Fig. 1: Key players in the pathogenesis of lupus myocarditis.
From: Pathogenic drivers of lupus myocarditis and potential therapeutic targets

The activation of antibodies (Abs) and T cells targeting nuclear antigens such as double-stranded DNA (dsDNA), Sjögren’s syndrome A (SSA), Sjögren’s syndrome B (SSB), ribonucleoprotein (RNP) and Smith (Sm) is initiated by apoptotic cells, contributing to the development of lupus myocarditis. In addition, cardiac antigen-specific autoantibodies and autoreactive T cells, targeting cardiac MyHC, cardiac troponin I (cTnI) and β1-adrenergic receptor (β1AR), play a pathogenic role by damaging cardiomyocytes. MyHC-specific T cells can further differentiate into tissue-resident memory T (TRM cells in the heart. Some anti-nuclear antigen antibodies may recognize cardiomyocytes as an antigen through cross-reactivity to calcium (Ca) channels.
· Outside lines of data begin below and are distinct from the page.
//! Schema provisioning for the session table
//!
//! Provisioning is idempotent: every statement is a no-op when the schema is
//! already in place, so it is safe to run on each startup.

use sessify_core::{SessionError, SessionResult};
use sqlx::SqlitePool;

/// Create the sessions table and its supporting index if missing
pub async fn ensure_schema(pool: &SqlitePool) -> SessionResult<()> {
    tracing::debug!("Provisioning sessions table");
    sqlx::query(
        r#"
        CREATE TABLE IF NOT EXISTS sessions (
            session_id      TEXT    NOT NULL,
            application     TEXT    NOT NULL,
            created         TEXT    NOT NULL,
            expires         TEXT    NOT NULL,
            lock_date       TEXT    NOT NULL,
            lock_token      INTEGER NOT NULL DEFAULT 0,
            timeout_minutes INTEGER NOT NULL,
            locked          BOOLEAN NOT NULL DEFAULT FALSE,
            items           BLOB    NOT NULL,
            flags           INTEGER NOT NULL DEFAULT 0,
            PRIMARY KEY (session_id, application)
        )
        "#,
    )
    .execute(pool)
    .await
    .map_err(|e| {
        SessionError::storage_with_source(
            format!("failed to create sessions table: {}", e),
            Box::new(e),
        )
    })?;

    // The sweeper deletes by expiry; keep that from scanning the table.
    sqlx::query("CREATE INDEX IF NOT EXISTS idx_sessions_expires ON sessions (expires)")
        .execute(pool)
        .await
        .map_err(|e| {
            SessionError::storage_with_source(
                format!("failed to create expires index: {}", e),
                Box::new(e),
            )
        })?;

    Ok(())
}
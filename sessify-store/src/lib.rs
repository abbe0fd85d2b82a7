//! Sessify Store - SQLite session state backend
//!
//! Persists session records in a single SQLite table and enforces the
//! per-session exclusive lock through atomic conditional updates, so the
//! store stays correct across independent worker processes. An expiration
//! sweeper periodically deletes dead records; request-serving reads also
//! self-clean any expired record they encounter.

pub mod lock;
pub mod provider;
pub mod schema;
pub mod store;
pub mod sweeper;

// Re-export main types
pub use lock::LockManager;
pub use provider::SqliteSessionProvider;
pub use store::RecordStore;
pub use sweeper::{ExpirationSweeper, SweeperHandle};

pub use sessify_core::{
    SessionError, SessionFetch, SessionFlags, SessionKey, SessionRecord, SessionResult,
    SessionState, SessionStore, SessionStoreConfig,
};
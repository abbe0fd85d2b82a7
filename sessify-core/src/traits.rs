//! The host-facing session store contract
//!
//! The hosting framework calls these operations once per request phase:
//! a shared or exclusive read at request begin, and a write-and-release or
//! plain release at request end. Implementations must stay correct under
//! concurrent calls from independent workers, including separate processes.

use crate::error::SessionResult;
use crate::types::{SessionFetch, SessionKey, SessionState};
use async_trait::async_trait;

/// Capability set implemented by a session state backend
#[async_trait]
pub trait SessionStore: Send + Sync {
    /// Read the current session content without acquiring the lock.
    /// An expired record is deleted and reported as not found.
    async fn read_shared(&self, key: &SessionKey) -> SessionResult<SessionFetch>;

    /// Attempt to acquire the exclusive lock and read the session content.
    /// Returns `Locked` immediately when another caller holds the record;
    /// waiting and retrying is the host's policy, never this store's.
    async fn read_exclusive(&self, key: &SessionKey) -> SessionResult<SessionFetch>;

    /// Store the session content and release the lock. With `is_new` the
    /// record is inserted fresh (any expired leftover under the key is
    /// cleared first and `lock_token` is ignored); otherwise the write is
    /// keyed by `lock_token` and silently abandoned when the token is stale.
    async fn write_and_release(
        &self,
        key: &SessionKey,
        state: SessionState,
        lock_token: Option<i64>,
        is_new: bool,
    ) -> SessionResult<()>;

    /// Release the exclusive lock and refresh the expiry. A stale token is
    /// a no-op.
    async fn release(&self, key: &SessionKey, lock_token: i64) -> SessionResult<()>;

    /// Delete the record. A stale token is a no-op.
    async fn remove(&self, key: &SessionKey, lock_token: i64) -> SessionResult<()>;

    /// Insert a placeholder record whose content is not yet meaningful;
    /// it yields a fresh empty session on its first exclusive read.
    async fn create_uninitialized(
        &self,
        key: &SessionKey,
        timeout_minutes: u32,
    ) -> SessionResult<()>;

    /// Refresh the record expiry, regardless of lock state.
    async fn reset_timeout(&self, key: &SessionKey) -> SessionResult<()>;

    /// Construct an empty in-memory session value; no storage access.
    fn create_empty(&self, timeout_minutes: u32) -> SessionState;
}
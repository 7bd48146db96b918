use std::io::Read;

use flate2::read::GzDecoder;

use crate::error::Error;

const ID1: u8 = 0x1F;
const ID2: u8 = 0x8B;

/// Narrow the parsed integers down to real bytes.
pub fn to_bytes(values: &[i64]) -> Result<Vec<u8>, Error> {
    values
        .iter()
        .map(|&value| u8::try_from(value).map_err(|_| Error::InvalidByteValue(value)))
        .collect()
}

/// Inflate a gzip blob and decode the payload as UTF-8.
///
/// The magic number is checked before the inflater runs. Decoding is strict,
/// no lossy fallback.
pub fn decompress(compressed: &[u8]) -> Result<String, Error> {
    if compressed.len() < 2 || compressed[0] != ID1 || compressed[1] != ID2 {
        return Err(Error::NotGzip);
    }

    let mut decoder = GzDecoder::new(compressed);
    let mut inflated = Vec::new();
    decoder
        .read_to_end(&mut inflated)
        .map_err(|e| Error::CorruptGzip(e.to_string()))?;

    String::from_utf8(inflated).map_err(|e| Error::InvalidEncoding(e.utf8_error().to_string()))
}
The development of autoreactive T cells is associated with the expression of susceptible human leukocyte antigen (HLA) alleles and the presentation of neoself-antigens due to loss or decrease of invariant chain (Ii) expression. Furthermore, antiphospholipid antibodies bind directly to cardiolipin and β2 glycoprotein I (β2GPI) on endothelial cells and platelets, driving cardiovascular inflammation.